Doctor Foster

“I’ll tell you the bravest tale how a conjuror served me. You know Doctor Fauster?”

“Ay, a plague take him.”

The Tragical History of the Life and Death of Doctor Faustus

* * *

Today sees the release of the fourth and final single release from my forthcoming album ‘Maxim’ with No Spinoza; Doctor Foster. It is another reimagined nursery rhyme, delving into the odd tale of an ancient bewetted physician. It’s one of my favourites from the record with some lovely string arrangements, as augmented by the magnificent mellotron residing down at Echo Zoo Studios. Speculation as to the identity of Doctor Foster has variously pointed the finger at King Edward I, Archbishop of Canterbury William Laud, and – my favourite – Marlowe’s Fauster where he is named by a Carter as ‘Doctor Fauster’ and cursed for eating a whole cart-full of hay. Moments after having entered with the immortal line, “What ho, hostess! Where be those whores?” Different times.

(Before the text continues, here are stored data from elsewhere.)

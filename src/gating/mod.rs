//! # Gating
//!
//! A [`Subset`] selects events by testing their `(domain, range)` coordinate
//! against a [`Geometry`]. Subsets form a hierarchy through parent ids; the
//! *effective* membership of a subset is the intersection of its own mask
//! with the masks of every ancestor, so a child never selects an event its
//! parent excluded.
//!
//! Gates are evaluated on raw dimension values. Masks are [`EventMask`]
//! bit vectors with one bit per event.

use bitvec::vec::BitVec;
use log::debug;

use crate::frame::Frame;
use crate::ident::Id;

mod error;
mod geometry;
mod hierarchy;


pub use error::GateError;
pub use geometry::{Geometry, Polygon, Rectangle};
pub use hierarchy::{ancestors, effective_mask, is_ancestor};

/// One bit per event; set bits are members
pub type EventMask = BitVec;

/// Row count above which per-event evaluation is split across threads
#[cfg(feature = "parallel")]
const PARALLEL_THRESHOLD: usize = 65_536;

/// The pair of dimensions a chart plots
#[derive(Debug, Clone, PartialEq, Eq)]
pub struct ChartAxes {
    /// Horizontal axis dimension name
    pub domain: String,
    /// Vertical axis dimension name
    pub range: String,
}

impl ChartAxes {
    /// Axes for a domain/range dimension pair
    pub fn new(domain: impl Into<String>, range: impl Into<String>) -> Self {
        Self {
            domain: domain.into(),
            range: range.into(),
        }
    }
}

/// A labelled gate in a subset hierarchy
#[derive(Debug, Clone, PartialEq)]
pub struct Subset {
    id: Id,
    label: String,
    domain: String,
    range: String,
    geometry: Geometry,
    parent: Option<Id>,
}

impl Subset {
    /// Create a root subset with a fresh identity
    pub fn new(
        label: impl Into<String>,
        domain: impl Into<String>,
        range: impl Into<String>,
        geometry: Geometry,
    ) -> Self {
        Self {
            id: Id::new(),
            label: label.into(),
            domain: domain.into(),
            range: range.into(),
            geometry,
            parent: None,
        }
    }

    /// Keep a prior identity (used when restoring saved subsets)
    pub fn with_id(mut self, id: Id) -> Self {
        self.id = id;
        self
    }

    /// Set the parent subset
    pub fn with_parent(mut self, parent: Option<Id>) -> Self {
        self.parent = parent;
        self
    }

    /// Edited copy with new geometry; id, label, axes and parent are kept.
    /// The geometry kind may change.
    pub fn with_geometry(&self, geometry: Geometry) -> Self {
        Self {
            geometry,
            ..self.clone()
        }
    }

    /// Edited copy with a new label
    pub fn with_label(&self, label: impl Into<String>) -> Self {
        Self {
            label: label.into(),
            ..self.clone()
        }
    }

    /// Stable identity
    pub fn id(&self) -> Id {
        self.id
    }

    /// Human label
    pub fn label(&self) -> &str {
        &self.label
    }

    /// Horizontal dimension name
    pub fn domain(&self) -> &str {
        &self.domain
    }

    /// Vertical dimension name
    pub fn range(&self) -> &str {
        &self.range
    }

    /// Gate shape
    pub fn geometry(&self) -> &Geometry {
        &self.geometry
    }

    /// Parent subset id; `None` for roots
    pub fn parent(&self) -> Option<Id> {
        self.parent
    }

    /// True when the gate was drawn on exactly these axes
    pub fn is_compatible_with(&self, axes: &ChartAxes) -> bool {
        self.domain == axes.domain && self.range == axes.range
    }

    /// Reject evaluation against a chart with other axes
    pub fn check_axes(&self, axes: &ChartAxes) -> Result<(), GateError> {
        if self.is_compatible_with(axes) {
            Ok(())
        } else {
            Err(GateError::AxisMismatch {
                gate_domain: self.domain.clone(),
                gate_range: self.range.clone(),
                chart_domain: axes.domain.clone(),
                chart_range: axes.range.clone(),
            })
        }
    }
}

/// Own (non-hierarchical) membership of every event in `frame`
pub fn evaluate(subset: &Subset, frame: &Frame) -> Result<EventMask, GateError> {
    let xs = frame
        .find_dimension(subset.domain())
        .ok_or_else(|| GateError::UnknownDimension(subset.domain().to_string()))?
        .values();
    let ys = frame
        .find_dimension(subset.range())
        .ok_or_else(|| GateError::UnknownDimension(subset.range().to_string()))?
        .values();

    let mask = membership(subset.geometry(), xs, ys);
    debug!(
        "Subset '{}' selects {} of {} events",
        subset.label(),
        mask.count_ones(),
        mask.len()
    );
    Ok(mask)
}

/// Evaluate only if the subset was drawn on `axes`
pub fn evaluate_for_axes(
    subset: &Subset,
    frame: &Frame,
    axes: &ChartAxes,
) -> Result<EventMask, GateError> {
    subset.check_axes(axes)?;
    evaluate(subset, frame)
}

fn membership(geometry: &Geometry, xs: &[f64], ys: &[f64]) -> EventMask {
    #[cfg(feature = "parallel")]
    if xs.len() >= PARALLEL_THRESHOLD {
        use rayon::prelude::*;
        let flags: Vec<bool> = xs
            .par_iter()
            .zip(ys.par_iter())
            .map(|(&x, &y)| geometry.contains(x, y))
            .collect();
        return flags.into_iter().collect();
    }

    xs.iter()
        .zip(ys)
        .map(|(&x, &y)| geometry.contains(x, y))
        .collect()
}
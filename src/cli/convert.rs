use anyhow::{Context, Result};
use log::{info, warn};
use std::path::{Path, PathBuf};
use std::time::Instant;

use fcsframe::compensation::{Compensator, CompensationError};
use fcsframe::fcs::{read_batch, scan_directory, FcsReader};
use fcsframe::frame::Frame;
use fcsframe::persist;

use super::config::Config;

/// Extension of saved frames
const FRAME_EXTENSION: &str = "frame";

/// Parse FCS files (in parallel when built with `parallel`) and save each as a frame
pub fn run(
    inputs: Vec<PathBuf>,
    output_dir: Option<PathBuf>,
    compensate: bool,
    threads: Option<usize>,
    config: Option<PathBuf>,
) -> Result<()> {
    let config = match config {
        Some(path) => Config::from_file(&path)?,
        None => Config::default(),
    };
    let compensate = compensate || config.read.compensate.unwrap_or(false);
    let threads = threads.or(config.read.threads);

    let files = collect_inputs(&inputs)?;
    if files.is_empty() {
        anyhow::bail!("No FCS files found in the given inputs");
    }
    if let Some(dir) = &output_dir {
        std::fs::create_dir_all(dir)
            .with_context(|| format!("Failed to create {}", dir.display()))?;
    }

    info!("fcsframe convert");
    info!("================");
    info!("Files: {}", files.len());
    info!("Compensate: {}", compensate);
    if let Some(n) = threads {
        info!("Threads: {}", n);
    }

    let start = Instant::now();
    let reader = FcsReader::default();
    let results = read_batch(&files, &reader, threads);

    let mut failed = 0usize;
    for (path, result) in files.iter().zip(results) {
        let outcome = result
            .with_context(|| format!("Failed to parse {}", path.display()))
            .and_then(|mut frame| {
                if compensate {
                    compensate_if_declared(&mut frame, path)?;
                }
                let target = output_path(path, output_dir.as_deref());
                persist::save_to_path(&frame, &target)
                    .with_context(|| format!("Failed to save {}", target.display()))?;
                Ok((frame, target))
            });
        match outcome {
            Ok((frame, target)) => println!(
                "{} -> {} ({} events x {} parameters)",
                path.display(),
                target.display(),
                frame.row_count(),
                frame.column_count()
            ),
            Err(e) => {
                failed += 1;
                eprintln!("{:#}", e);
            }
        }
    }

    info!(
        "Converted {} of {} files in {:.2}s",
        files.len() - failed,
        files.len(),
        start.elapsed().as_secs_f64()
    );
    if failed > 0 {
        anyhow::bail!("{} of {} files failed", failed, files.len());
    }
    Ok(())
}

/// Expand directories into the FCS files they contain
fn collect_inputs(inputs: &[PathBuf]) -> Result<Vec<PathBuf>> {
    let mut files = Vec::new();
    for input in inputs {
        if input.is_dir() {
            let found = scan_directory(input)
                .with_context(|| format!("Failed to scan {}", input.display()))?;
            info!("{}: {} FCS files", input.display(), found.len());
            files.extend(found);
        } else if input.exists() {
            files.push(input.clone());
        } else {
            anyhow::bail!("Input does not exist: {}", input.display());
        }
    }
    Ok(files)
}

fn compensate_if_declared(frame: &mut Frame, path: &Path) -> Result<()> {
    match Compensator::for_frame(frame) {
        Ok(compensator) => compensator
            .compensate_in_place(frame)
            .with_context(|| format!("Failed to compensate {}", path.display())),
        Err(CompensationError::MissingSpillover) => {
            warn!("{} declares no spillover matrix, left uncompensated", path.display());
            Ok(())
        }
        Err(e) => Err(e).with_context(|| format!("Bad spillover in {}", path.display())),
    }
}

fn output_path(input: &Path, output_dir: Option<&Path>) -> PathBuf {
    let name = input.with_extension(FRAME_EXTENSION);
    match (output_dir, name.file_name()) {
        (Some(dir), Some(file_name)) => dir.join(file_name),
        _ => name,
    }
}

#[cfg(test)]
mod tests {
    use super::*;

    #[test]
    fn test_output_path() {
        assert_eq!(
            output_path(Path::new("plate/A1.fcs"), None),
            PathBuf::from("plate/A1.frame")
        );
        assert_eq!(
            output_path(Path::new("plate/A1.fcs"), Some(Path::new("out"))),
            PathBuf::from("out/A1.frame")
        );
    }
}
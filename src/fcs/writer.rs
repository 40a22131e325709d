//! FCS 3.1 export.
//!
//! Frames are written as list-mode little-endian doubles. Structural
//! keywords (`$PAR`, `$TOT`, offsets, `$Pn*`) are regenerated from the frame;
//! every other keyword is carried over unchanged.

use std::io::Write;
use std::path::Path;

use log::{debug, warn};

use super::data::{encode_doubles, DataType, Endianness};
use super::header::{format_header, FcsVersion, Segment, HEADER_LEN};
use super::keywords;
use super::text::format_text;
use super::FcsError;
use crate::frame::{Dimension, Frame};

const STRUCTURAL: [&str; 12] = [
    keywords::PAR,
    keywords::TOT,
    keywords::DATATYPE,
    keywords::BYTEORD,
    keywords::MODE,
    keywords::BEGINDATA,
    keywords::ENDDATA,
    keywords::BEGINANALYSIS,
    keywords::ENDANALYSIS,
    keywords::BEGINSTEXT,
    keywords::ENDSTEXT,
    keywords::NEXTDATA,
];

/// Writes frames as FCS 3.1 files
#[derive(Debug, Clone)]
pub struct FcsWriter {
    delimiter: u8,
}

impl Default for FcsWriter {
    fn default() -> Self {
        Self { delimiter: b'/' }
    }
}

impl FcsWriter {
    /// Writer using `/` as TEXT delimiter
    pub fn new() -> Self {
        Self::default()
    }

    /// Use another TEXT delimiter
    pub fn with_delimiter(mut self, delimiter: u8) -> Self {
        self.delimiter = delimiter;
        self
    }

    /// Write `frame` to a file
    pub fn write_path<P: AsRef<Path>>(&self, frame: &Frame, path: P) -> Result<(), FcsError> {
        let file = std::fs::File::create(path.as_ref())?;
        let mut out = std::io::BufWriter::new(file);
        self.write(frame, &mut out)?;
        out.flush()?;
        Ok(())
    }

    /// Write `frame` to any sink
    pub fn write<W: Write>(&self, frame: &Frame, out: &mut W) -> Result<(), FcsError> {
        out.write_all(&self.to_bytes(frame))?;
        Ok(())
    }

    /// Render `frame` as a complete file
    pub fn to_bytes(&self, frame: &Frame) -> Vec<u8> {
        let events = frame.row_count();
        let columns: Vec<&[f64]> = frame.dimensions().iter().map(Dimension::values).collect();
        let data = encode_doubles(&columns, events);
        let pairs = self.keyword_pairs(frame);

        let text_begin = HEADER_LEN as u64;
        let mut data_segment = (0u64, 0u64);
        // offsets live inside TEXT, so iterate until their digits stop changing
        let (text, text_end) = loop {
            let mut all = pairs.clone();
            all.push((keywords::BEGINDATA.to_string(), data_segment.0.to_string()));
            all.push((keywords::ENDDATA.to_string(), data_segment.1.to_string()));
            let text = format_text(
                all.iter().map(|(k, v)| (k.as_str(), v.as_str())),
                self.delimiter,
            );
            let text_end = text_begin + text.len() as u64 - 1;
            let next = if data.is_empty() {
                (0, 0)
            } else {
                (text_end + 1, text_end + data.len() as u64)
            };
            if next == data_segment {
                break (text, text_end);
            }
            data_segment = next;
        };

        let header = format_header(
            FcsVersion::Fcs3_1,
            Segment {
                begin: text_begin,
                end: text_end,
            },
            Segment::new(data_segment.0, data_segment.1),
            None,
        );
        debug!(
            "Writing {} events x {} parameters, TEXT {} bytes, DATA {} bytes",
            events,
            columns.len(),
            text.len(),
            data.len()
        );

        let mut bytes = Vec::with_capacity(header.len() + text.len() + data.len());
        bytes.extend_from_slice(&header);
        bytes.extend_from_slice(&text);
        bytes.extend_from_slice(&data);
        bytes
    }

    fn keyword_pairs(&self, frame: &Frame) -> Vec<(String, String)> {
        let mut pairs: Vec<(String, String)> = vec![
            (keywords::MODE.to_string(), "L".to_string()),
            (keywords::DATATYPE.to_string(), DataType::Double.as_str().to_string()),
            (keywords::BYTEORD.to_string(), Endianness::Little.as_str().to_string()),
            (keywords::PAR.to_string(), frame.column_count().to_string()),
            (keywords::TOT.to_string(), frame.row_count().to_string()),
            (keywords::NEXTDATA.to_string(), "0".to_string()),
            (keywords::BEGINANALYSIS.to_string(), "0".to_string()),
            (keywords::ENDANALYSIS.to_string(), "0".to_string()),
            (keywords::BEGINSTEXT.to_string(), "0".to_string()),
            (keywords::ENDSTEXT.to_string(), "0".to_string()),
        ];

        for (i, dim) in frame.dimensions().iter().enumerate() {
            let n = i + 1;
            pairs.push((keywords::short_name(n), dim.short_name().to_string()));
            if let Some(stain) = dim.stain_name() {
                pairs.push((keywords::stain_name(n), stain.to_string()));
            }
            pairs.push((keywords::bits(n), "64".to_string()));
            let amp = dim.amplification_fields();
            pairs.push((
                keywords::amplification(n),
                format!("{},{}", amp.decades, amp.offset),
            ));
            pairs.push((keywords::range(n), format_range(dim)));
        }

        for (key, value) in frame.keywords() {
            let upper = key.to_ascii_uppercase();
            if STRUCTURAL.contains(&upper.as_str()) || is_parameter_keyword(&upper) {
                continue;
            }
            if value.is_empty() {
                warn!("Dropping keyword {} with empty value", key);
                continue;
            }
            pairs.push((upper, value.clone()));
        }
        pairs
    }
}

fn format_range(dim: &Dimension) -> String {
    let range = dim.range_hint().unwrap_or_else(|| {
        dim.values()
            .iter()
            .copied()
            .filter(|v| v.is_finite())
            .fold(1.0, f64::max)
            .ceil()
    });
    format!("{range}")
}

/// True for `$Pn<suffix>` keys such as `$P12N`
fn is_parameter_keyword(key: &str) -> bool {
    let Some(rest) = key.strip_prefix("$P") else {
        return false;
    };
    let digits = rest.bytes().take_while(u8::is_ascii_digit).count();
    digits > 0 && digits < rest.len() && rest[digits..].bytes().all(|b| b.is_ascii_alphabetic())
}
/// Errors raised while parsing or applying a spillover matrix
#[derive(Debug, Clone, PartialEq, thiserror::Error)]
pub enum CompensationError {
    /// None of the spillover keywords is present
    #[error("No spillover keyword found")]
    MissingSpillover,

    /// The spillover keyword text is malformed
    #[error("Invalid spillover specification: {0}")]
    InvalidSpillover(String),

    /// The spillover matrix has no inverse
    #[error("Spillover matrix is singular")]
    SingularMatrix,

    /// A basis parameter has no matching dimension in the frame
    #[error("Spillover parameter not found in frame: {0}")]
    UnknownDimension(String),
}
//! Shared fixtures: an in-test FCS file builder.

#![allow(dead_code)]

/// Assembles FCS files byte by byte
pub struct FcsBuilder {
    version: &'static str,
    keywords: Vec<(String, String)>,
    data: Vec<u8>,
}

impl FcsBuilder {
    pub fn new(version: &'static str) -> Self {
        Self {
            version,
            keywords: Vec::new(),
            data: Vec::new(),
        }
    }

    pub fn keyword(mut self, key: &str, value: &str) -> Self {
        self.keywords.push((key.to_string(), value.to_string()));
        self
    }

    /// `$PnN`, `$PnB`, `$PnR` and optionally `$PnS` for parameter `n`
    pub fn parameter(self, n: usize, name: &str, stain: Option<&str>, bits: u32, range: u32) -> Self {
        let mut b = self
            .keyword(&format!("$P{n}N"), name)
            .keyword(&format!("$P{n}B"), &bits.to_string())
            .keyword(&format!("$P{n}R"), &range.to_string())
            .keyword(&format!("$P{n}E"), "0,0");
        if let Some(stain) = stain {
            b = b.keyword(&format!("$P{n}S"), stain);
        }
        b
    }

    pub fn data(mut self, data: Vec<u8>) -> Self {
        self.data = data;
        self
    }

    pub fn build(&self) -> Vec<u8> {
        const HEADER_LEN: usize = 58;
        let render = |begin: usize, end: usize| {
            let mut text = String::from("|");
            for (k, v) in &self.keywords {
                text.push_str(&format!("{}|{}|", k, v.replace('|', "||")));
            }
            text.push_str(&format!("$BEGINDATA|{begin:012}|$ENDDATA|{end:012}|"));
            text.into_bytes()
        };

        let text_end = HEADER_LEN + render(0, 0).len() - 1;
        let (data_begin, data_end) = if self.data.is_empty() {
            (0, 0)
        } else {
            (text_end + 1, text_end + self.data.len())
        };

        let mut bytes = format!(
            "{}    {:>8}{:>8}{:>8}{:>8}{:>8}{:>8}",
            self.version, HEADER_LEN, text_end, data_begin, data_end, 0, 0
        )
        .into_bytes();
        bytes.extend_from_slice(&render(data_begin, data_end));
        bytes.extend_from_slice(&self.data);
        bytes
    }
}

/// Event-interleave columns as little-endian doubles
pub fn doubles_le(columns: &[&[f64]]) -> Vec<u8> {
    let events = columns.first().map_or(0, |c| c.len());
    let mut out = Vec::with_capacity(events * columns.len() * 8);
    for event in 0..events {
        for column in columns {
            out.extend_from_slice(&column[event].to_le_bytes());
        }
    }
    out
}

/// Event-interleave columns as big-endian 16-bit integers
pub fn u16_be(columns: &[&[u16]]) -> Vec<u8> {
    let events = columns.first().map_or(0, |c| c.len());
    let mut out = Vec::with_capacity(events * columns.len() * 2);
    for event in 0..events {
        for column in columns {
            out.extend_from_slice(&column[event].to_be_bytes());
        }
    }
    out
}

/// Small scatter-only file with `events` integer events
pub fn scatter_file(name: &str, events: u16) -> Vec<u8> {
    let fsc: Vec<u16> = (0..events).map(|i| 100 + i * 10).collect();
    let ssc: Vec<u16> = (0..events).map(|i| 50 + i * 5).collect();
    FcsBuilder::new("FCS3.0")
        .keyword("$PAR", "2")
        .keyword("$TOT", &events.to_string())
        .keyword("$DATATYPE", "I")
        .keyword("$BYTEORD", "4,3,2,1")
        .keyword("$MODE", "L")
        .keyword("$FIL", name)
        .parameter(1, "FSC-H", None, 16, 1024)
        .parameter(2, "SSC-H", None, 16, 1024)
        .data(u16_be(&[&fsc, &ssc]))
        .build()
}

It was a lot of fun making the video for this one, repurposing a few interweb archival finds. The primary story reworks some of a beautiful original short film “우리다. Urida” by California-based artist Eun Bi Chang under Creative Commons Licence CC BY-SA. Do go and visit Eun Bi Chang’s website to explore more of her wonderful films and photography. Inspiration was also drawn from the unmistakeable BBC weather symbols, true icons of modern design. The now ubiquitous rainclouds were designed by Mark Allen, a student at Norwich University of Fine Arts, for a graduation project. Allen apparently drew inspiration from the similarly iconic 1972 Olympic pictograms which were then retained for all subsequent Games. The BBC adopted Allen’s iconography in 1975, in exchange for £200 and “a small percentage of license fees“. I hope for his sake that the percentage wasn’t too slim.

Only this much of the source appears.